## Task item
Repeat precisely the span of lines below that opens with the line containing "filename crates/hardware/tests/unit/core/alu.rs" and closes with the line containing "#[case(AluFunction::Mul, NEG1, NEG1, 1)]", both included.

## Material supplied
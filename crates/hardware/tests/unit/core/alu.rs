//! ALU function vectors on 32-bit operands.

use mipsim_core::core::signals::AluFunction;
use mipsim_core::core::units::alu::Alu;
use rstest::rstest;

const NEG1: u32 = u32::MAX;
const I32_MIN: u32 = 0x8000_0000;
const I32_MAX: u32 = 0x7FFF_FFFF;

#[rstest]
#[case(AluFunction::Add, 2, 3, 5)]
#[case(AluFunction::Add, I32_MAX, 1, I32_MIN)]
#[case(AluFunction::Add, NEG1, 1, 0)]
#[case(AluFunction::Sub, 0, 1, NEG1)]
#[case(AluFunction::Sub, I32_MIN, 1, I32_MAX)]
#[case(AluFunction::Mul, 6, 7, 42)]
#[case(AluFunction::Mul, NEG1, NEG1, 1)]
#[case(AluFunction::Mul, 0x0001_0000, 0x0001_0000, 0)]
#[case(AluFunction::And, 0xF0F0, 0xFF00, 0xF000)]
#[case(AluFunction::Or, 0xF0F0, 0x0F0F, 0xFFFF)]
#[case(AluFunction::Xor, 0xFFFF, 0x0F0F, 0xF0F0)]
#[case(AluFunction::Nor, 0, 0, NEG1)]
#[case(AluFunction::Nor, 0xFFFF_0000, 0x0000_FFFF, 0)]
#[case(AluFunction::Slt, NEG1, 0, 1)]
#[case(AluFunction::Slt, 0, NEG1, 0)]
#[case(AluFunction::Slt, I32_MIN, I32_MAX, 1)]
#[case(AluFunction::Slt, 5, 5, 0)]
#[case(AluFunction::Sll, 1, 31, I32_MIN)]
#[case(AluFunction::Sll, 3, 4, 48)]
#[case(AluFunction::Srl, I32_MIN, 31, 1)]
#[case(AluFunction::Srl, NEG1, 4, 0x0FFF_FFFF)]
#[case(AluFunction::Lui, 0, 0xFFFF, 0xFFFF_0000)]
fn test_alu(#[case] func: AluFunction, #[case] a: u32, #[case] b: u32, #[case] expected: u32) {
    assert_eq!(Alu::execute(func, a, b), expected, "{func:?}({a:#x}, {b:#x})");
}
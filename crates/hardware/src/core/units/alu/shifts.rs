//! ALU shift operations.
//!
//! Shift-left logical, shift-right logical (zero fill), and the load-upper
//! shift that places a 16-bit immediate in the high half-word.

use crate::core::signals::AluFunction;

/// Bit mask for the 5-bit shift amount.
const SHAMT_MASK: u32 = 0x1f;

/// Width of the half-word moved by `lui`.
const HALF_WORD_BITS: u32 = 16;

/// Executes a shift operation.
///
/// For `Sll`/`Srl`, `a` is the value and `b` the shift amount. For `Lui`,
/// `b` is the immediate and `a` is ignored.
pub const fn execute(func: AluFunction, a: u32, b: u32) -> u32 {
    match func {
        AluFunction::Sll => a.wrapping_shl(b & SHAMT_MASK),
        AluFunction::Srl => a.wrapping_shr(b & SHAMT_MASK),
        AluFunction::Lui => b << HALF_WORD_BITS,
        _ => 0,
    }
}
* * *
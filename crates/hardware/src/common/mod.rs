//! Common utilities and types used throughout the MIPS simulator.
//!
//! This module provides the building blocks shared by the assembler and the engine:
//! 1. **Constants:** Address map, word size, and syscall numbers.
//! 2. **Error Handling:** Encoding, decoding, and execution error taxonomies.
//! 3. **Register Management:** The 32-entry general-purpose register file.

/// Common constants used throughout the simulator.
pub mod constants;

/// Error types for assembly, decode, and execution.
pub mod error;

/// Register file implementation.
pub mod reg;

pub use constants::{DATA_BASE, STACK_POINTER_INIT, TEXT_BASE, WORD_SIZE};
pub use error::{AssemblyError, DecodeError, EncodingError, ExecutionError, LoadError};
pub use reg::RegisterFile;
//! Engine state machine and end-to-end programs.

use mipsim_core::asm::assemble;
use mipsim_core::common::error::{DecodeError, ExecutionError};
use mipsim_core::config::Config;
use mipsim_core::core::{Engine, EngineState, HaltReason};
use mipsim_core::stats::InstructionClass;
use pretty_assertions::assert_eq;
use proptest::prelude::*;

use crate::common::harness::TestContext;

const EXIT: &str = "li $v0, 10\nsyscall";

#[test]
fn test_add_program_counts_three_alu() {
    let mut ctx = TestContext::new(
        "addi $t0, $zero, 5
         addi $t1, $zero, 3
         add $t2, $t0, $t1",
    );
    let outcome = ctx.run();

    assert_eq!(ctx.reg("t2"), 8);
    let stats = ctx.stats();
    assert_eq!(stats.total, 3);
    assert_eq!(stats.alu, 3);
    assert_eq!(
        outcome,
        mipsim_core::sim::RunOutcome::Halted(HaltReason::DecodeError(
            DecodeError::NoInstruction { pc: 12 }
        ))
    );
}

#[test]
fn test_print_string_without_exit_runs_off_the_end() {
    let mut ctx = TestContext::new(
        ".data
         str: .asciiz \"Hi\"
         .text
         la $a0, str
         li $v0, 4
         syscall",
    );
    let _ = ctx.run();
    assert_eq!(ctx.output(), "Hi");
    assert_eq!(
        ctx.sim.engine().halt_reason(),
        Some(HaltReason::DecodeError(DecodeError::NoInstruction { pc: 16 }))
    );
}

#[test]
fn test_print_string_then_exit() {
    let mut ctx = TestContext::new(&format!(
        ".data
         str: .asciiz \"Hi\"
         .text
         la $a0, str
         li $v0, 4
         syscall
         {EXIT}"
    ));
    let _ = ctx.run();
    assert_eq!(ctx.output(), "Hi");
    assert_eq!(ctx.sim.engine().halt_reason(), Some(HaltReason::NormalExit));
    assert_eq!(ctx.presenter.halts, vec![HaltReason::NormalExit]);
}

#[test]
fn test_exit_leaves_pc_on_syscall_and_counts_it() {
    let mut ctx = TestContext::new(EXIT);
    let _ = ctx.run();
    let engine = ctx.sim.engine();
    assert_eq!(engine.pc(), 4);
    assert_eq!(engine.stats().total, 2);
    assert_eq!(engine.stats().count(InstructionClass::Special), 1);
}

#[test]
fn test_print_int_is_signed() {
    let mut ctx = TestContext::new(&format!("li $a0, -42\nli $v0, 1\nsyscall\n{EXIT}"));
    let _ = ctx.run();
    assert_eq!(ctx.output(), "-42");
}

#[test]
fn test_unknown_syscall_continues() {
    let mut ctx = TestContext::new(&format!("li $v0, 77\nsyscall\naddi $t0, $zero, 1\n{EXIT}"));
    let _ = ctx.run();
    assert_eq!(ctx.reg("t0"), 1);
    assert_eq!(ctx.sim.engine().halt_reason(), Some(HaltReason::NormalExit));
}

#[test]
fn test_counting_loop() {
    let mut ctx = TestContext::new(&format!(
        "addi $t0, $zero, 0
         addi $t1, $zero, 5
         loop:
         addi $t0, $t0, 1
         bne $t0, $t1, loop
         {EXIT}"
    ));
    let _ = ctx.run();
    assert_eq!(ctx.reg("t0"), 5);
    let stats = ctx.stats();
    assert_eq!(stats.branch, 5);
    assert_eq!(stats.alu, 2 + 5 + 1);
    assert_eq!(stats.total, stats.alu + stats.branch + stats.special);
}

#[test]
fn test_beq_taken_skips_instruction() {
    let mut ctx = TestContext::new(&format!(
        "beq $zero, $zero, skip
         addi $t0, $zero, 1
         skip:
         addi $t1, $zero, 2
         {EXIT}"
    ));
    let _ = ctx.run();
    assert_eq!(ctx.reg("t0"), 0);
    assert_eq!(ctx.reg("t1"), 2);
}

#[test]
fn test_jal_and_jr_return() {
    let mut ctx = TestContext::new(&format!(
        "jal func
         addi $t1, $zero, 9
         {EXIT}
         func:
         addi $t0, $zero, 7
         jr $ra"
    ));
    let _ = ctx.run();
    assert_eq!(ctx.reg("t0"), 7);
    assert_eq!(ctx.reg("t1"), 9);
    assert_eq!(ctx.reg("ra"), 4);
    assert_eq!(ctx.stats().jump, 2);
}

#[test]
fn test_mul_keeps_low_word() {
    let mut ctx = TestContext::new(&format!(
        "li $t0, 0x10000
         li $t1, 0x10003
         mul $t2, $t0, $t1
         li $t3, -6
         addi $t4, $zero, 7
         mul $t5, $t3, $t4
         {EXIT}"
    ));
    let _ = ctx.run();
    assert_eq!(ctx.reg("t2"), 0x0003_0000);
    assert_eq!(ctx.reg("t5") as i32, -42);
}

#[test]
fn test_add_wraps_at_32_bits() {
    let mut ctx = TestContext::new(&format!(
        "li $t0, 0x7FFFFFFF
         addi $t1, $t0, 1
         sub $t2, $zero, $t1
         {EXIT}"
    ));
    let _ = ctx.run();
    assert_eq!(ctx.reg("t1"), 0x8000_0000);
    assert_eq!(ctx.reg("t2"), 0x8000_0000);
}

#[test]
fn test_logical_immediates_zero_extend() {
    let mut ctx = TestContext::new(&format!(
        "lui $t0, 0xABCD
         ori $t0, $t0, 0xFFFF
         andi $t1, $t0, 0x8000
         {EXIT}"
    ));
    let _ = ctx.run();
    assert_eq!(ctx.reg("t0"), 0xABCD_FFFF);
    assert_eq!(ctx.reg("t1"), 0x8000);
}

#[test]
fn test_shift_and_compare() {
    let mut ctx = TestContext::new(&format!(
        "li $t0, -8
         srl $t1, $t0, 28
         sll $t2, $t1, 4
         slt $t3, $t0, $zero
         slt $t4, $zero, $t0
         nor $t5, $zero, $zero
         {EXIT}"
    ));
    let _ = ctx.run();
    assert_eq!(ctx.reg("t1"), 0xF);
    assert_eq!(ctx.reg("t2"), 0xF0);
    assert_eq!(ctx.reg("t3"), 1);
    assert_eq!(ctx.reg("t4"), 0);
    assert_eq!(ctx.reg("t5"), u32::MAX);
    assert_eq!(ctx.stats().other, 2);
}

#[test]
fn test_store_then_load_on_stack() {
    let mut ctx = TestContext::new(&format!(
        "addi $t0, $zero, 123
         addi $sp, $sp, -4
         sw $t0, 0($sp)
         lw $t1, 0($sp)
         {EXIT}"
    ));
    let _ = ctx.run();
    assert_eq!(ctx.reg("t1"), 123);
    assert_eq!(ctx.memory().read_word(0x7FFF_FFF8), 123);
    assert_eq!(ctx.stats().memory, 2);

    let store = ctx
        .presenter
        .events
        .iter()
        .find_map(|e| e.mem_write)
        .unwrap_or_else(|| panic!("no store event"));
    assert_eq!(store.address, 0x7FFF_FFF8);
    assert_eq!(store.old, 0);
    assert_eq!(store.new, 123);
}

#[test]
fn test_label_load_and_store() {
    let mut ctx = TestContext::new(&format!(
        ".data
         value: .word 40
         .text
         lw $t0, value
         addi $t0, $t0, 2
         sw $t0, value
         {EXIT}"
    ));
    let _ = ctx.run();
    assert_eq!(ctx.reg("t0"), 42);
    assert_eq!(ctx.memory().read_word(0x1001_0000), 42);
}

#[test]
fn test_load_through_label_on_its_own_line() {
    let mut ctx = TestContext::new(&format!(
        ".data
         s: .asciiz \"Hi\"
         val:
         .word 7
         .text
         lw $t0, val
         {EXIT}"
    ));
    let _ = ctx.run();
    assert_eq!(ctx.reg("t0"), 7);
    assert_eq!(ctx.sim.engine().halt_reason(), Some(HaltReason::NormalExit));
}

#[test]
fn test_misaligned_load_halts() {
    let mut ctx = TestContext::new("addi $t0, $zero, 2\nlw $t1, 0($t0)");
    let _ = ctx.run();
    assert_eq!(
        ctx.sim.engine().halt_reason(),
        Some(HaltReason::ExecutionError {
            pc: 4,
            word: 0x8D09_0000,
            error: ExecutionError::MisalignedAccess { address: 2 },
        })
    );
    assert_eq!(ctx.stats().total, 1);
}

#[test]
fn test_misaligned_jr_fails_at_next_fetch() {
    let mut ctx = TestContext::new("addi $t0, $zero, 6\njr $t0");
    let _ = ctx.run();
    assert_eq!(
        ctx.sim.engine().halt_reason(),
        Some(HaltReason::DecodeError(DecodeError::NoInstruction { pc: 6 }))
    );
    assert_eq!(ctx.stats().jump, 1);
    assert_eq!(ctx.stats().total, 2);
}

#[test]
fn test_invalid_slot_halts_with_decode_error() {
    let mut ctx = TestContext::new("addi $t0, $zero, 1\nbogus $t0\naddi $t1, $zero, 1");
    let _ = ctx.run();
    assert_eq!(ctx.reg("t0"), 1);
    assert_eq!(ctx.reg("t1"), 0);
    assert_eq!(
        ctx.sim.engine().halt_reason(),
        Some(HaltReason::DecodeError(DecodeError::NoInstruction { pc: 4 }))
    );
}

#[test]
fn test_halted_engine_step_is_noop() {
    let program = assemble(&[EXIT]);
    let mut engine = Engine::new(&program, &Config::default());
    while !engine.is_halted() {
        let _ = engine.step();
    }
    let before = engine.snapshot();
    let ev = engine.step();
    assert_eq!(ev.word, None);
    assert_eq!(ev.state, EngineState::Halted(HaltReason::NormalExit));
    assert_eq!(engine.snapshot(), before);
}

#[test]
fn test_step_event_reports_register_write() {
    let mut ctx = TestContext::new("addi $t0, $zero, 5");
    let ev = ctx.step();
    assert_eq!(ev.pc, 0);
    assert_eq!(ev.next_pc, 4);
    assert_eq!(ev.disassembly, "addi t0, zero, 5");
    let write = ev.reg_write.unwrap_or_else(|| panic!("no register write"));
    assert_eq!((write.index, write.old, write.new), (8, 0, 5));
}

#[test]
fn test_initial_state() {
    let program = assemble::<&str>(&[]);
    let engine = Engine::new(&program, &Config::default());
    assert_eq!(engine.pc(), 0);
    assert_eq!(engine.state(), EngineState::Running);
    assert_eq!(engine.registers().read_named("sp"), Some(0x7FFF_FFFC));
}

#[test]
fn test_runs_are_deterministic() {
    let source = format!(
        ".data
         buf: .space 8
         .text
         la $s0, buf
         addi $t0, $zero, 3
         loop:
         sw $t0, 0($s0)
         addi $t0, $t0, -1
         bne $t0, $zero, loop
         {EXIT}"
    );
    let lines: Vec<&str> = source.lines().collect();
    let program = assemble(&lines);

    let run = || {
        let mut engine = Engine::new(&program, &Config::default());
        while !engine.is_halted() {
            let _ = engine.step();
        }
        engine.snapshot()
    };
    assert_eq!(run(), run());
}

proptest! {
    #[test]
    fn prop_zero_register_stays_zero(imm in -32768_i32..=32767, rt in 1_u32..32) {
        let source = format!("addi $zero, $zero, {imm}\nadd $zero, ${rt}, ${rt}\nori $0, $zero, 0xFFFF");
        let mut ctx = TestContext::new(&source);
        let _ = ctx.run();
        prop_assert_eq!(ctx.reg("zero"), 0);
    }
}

## Result for this task
filename crates/hardware/tests/unit/core/alu.rs
//! ALU function vectors on 32-bit operands.

use mipsim_core::core::signals::AluFunction;
use mipsim_core::core::units::alu::Alu;
use rstest::rstest;

const NEG1: u32 = u32::MAX;
const I32_MIN: u32 = 0x8000_0000;
const I32_MAX: u32 = 0x7FFF_FFFF;

#[rstest]
#[case(AluFunction::Add, 2, 3, 5)]
#[case(AluFunction::Add, I32_MAX, 1, I32_MIN)]
#[case(AluFunction::Add, NEG1, 1, 0)]
#[case(AluFunction::Sub, 0, 1, NEG1)]
#[case(AluFunction::Sub, I32_MIN, 1, I32_MAX)]
#[case(AluFunction::Mul, 6, 7, 42)]
#[case(AluFunction::Mul, NEG1, NEG1, 1)]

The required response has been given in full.